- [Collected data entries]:

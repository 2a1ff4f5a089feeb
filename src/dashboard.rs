//! Dashboard assembly: normalize raw rows once, filter, then compute the
//! selected views.

use crate::analysis::couriers::DEFAULT_TOP_N;
use crate::analysis::{CompanyView, CouriersView, FilterScope, FilterSet, RestaurantsView};
use crate::cleaning::{CoercionPolicy, NormalizeError, NormalizeStats, Normalizer};
use crate::models::{CleanedRecord, RawRow};
use serde::{Deserialize, Serialize};
use tracing::{debug, info};

/// Which views to compute.
#[derive(Debug, Clone, Copy, PartialEq, Eq, Default, clap::ValueEnum)]
pub enum ViewSelection {
    #[default]
    All,
    Company,
    Couriers,
    Restaurants,
}

impl ViewSelection {
    fn includes(self, other: ViewSelection) -> bool {
        self == ViewSelection::All || self == other
    }
}

#[derive(Debug, Clone)]
pub struct DashboardOptions {
    pub views: ViewSelection,
    /// Couriers listed per city in the fastest/slowest tables.
    pub top_n: usize,
    pub policy: CoercionPolicy,
}

impl Default for DashboardOptions {
    fn default() -> Self {
        Self {
            views: ViewSelection::All,
            top_n: DEFAULT_TOP_N,
            policy: CoercionPolicy::default(),
        }
    }
}

/// The computed views. Views that were not selected are `None`.
#[derive(Debug, Clone, Default, PartialEq, Serialize, Deserialize)]
pub struct ViewSet {
    #[serde(skip_serializing_if = "Option::is_none")]
    pub company: Option<CompanyView>,
    #[serde(skip_serializing_if = "Option::is_none")]
    pub couriers: Option<CouriersView>,
    #[serde(skip_serializing_if = "Option::is_none")]
    pub restaurants: Option<RestaurantsView>,
}

/// Cleaned table, its statistics and the views computed from it.
#[derive(Debug, Clone)]
pub struct Dashboard {
    pub records: Vec<CleanedRecord>,
    pub stats: NormalizeStats,
    pub views: ViewSet,
}

/// Normalize `rows`, then compute the selected views under `filters`.
pub fn build(
    rows: Vec<RawRow>,
    filters: &FilterSet,
    options: &DashboardOptions,
) -> Result<Dashboard, NormalizeError> {
    let normalized = Normalizer::new(options.policy).normalize(rows)?;
    let views = compute_views(&normalized.records, filters, options);

    Ok(Dashboard {
        records: normalized.records,
        stats: normalized.stats,
        views,
    })
}

/// Compute the selected views from an already cleaned table.
pub fn compute_views(
    records: &[CleanedRecord],
    filters: &FilterSet,
    options: &DashboardOptions,
) -> ViewSet {
    let mut views = ViewSet::default();

    if options.views.includes(ViewSelection::Company) {
        let slice = filters.apply(records, FilterScope::DateAndTraffic);
        debug!("Company view over {} rows", slice.len());
        views.company = Some(CompanyView::compute(&slice));
    }

    let needs_full_scope = options.views.includes(ViewSelection::Couriers)
        || options.views.includes(ViewSelection::Restaurants);
    if needs_full_scope {
        let slice = filters.apply(records, FilterScope::All);
        debug!("Couriers/restaurants views over {} rows", slice.len());

        if options.views.includes(ViewSelection::Couriers) {
            views.couriers = Some(CouriersView::compute(&slice, options.top_n));
        }
        if options.views.includes(ViewSelection::Restaurants) {
            views.restaurants = Some(RestaurantsView::compute(&slice));
        }
    }

    info!("Computed {:?} view(s)", options.views);
    views
}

- [About this task]: Which lines of the data above contain the string "other"? Copy each of them.

- [Your response]:
    fn includes(self, other: ViewSelection) -> bool {
        self == ViewSelection::All || self == other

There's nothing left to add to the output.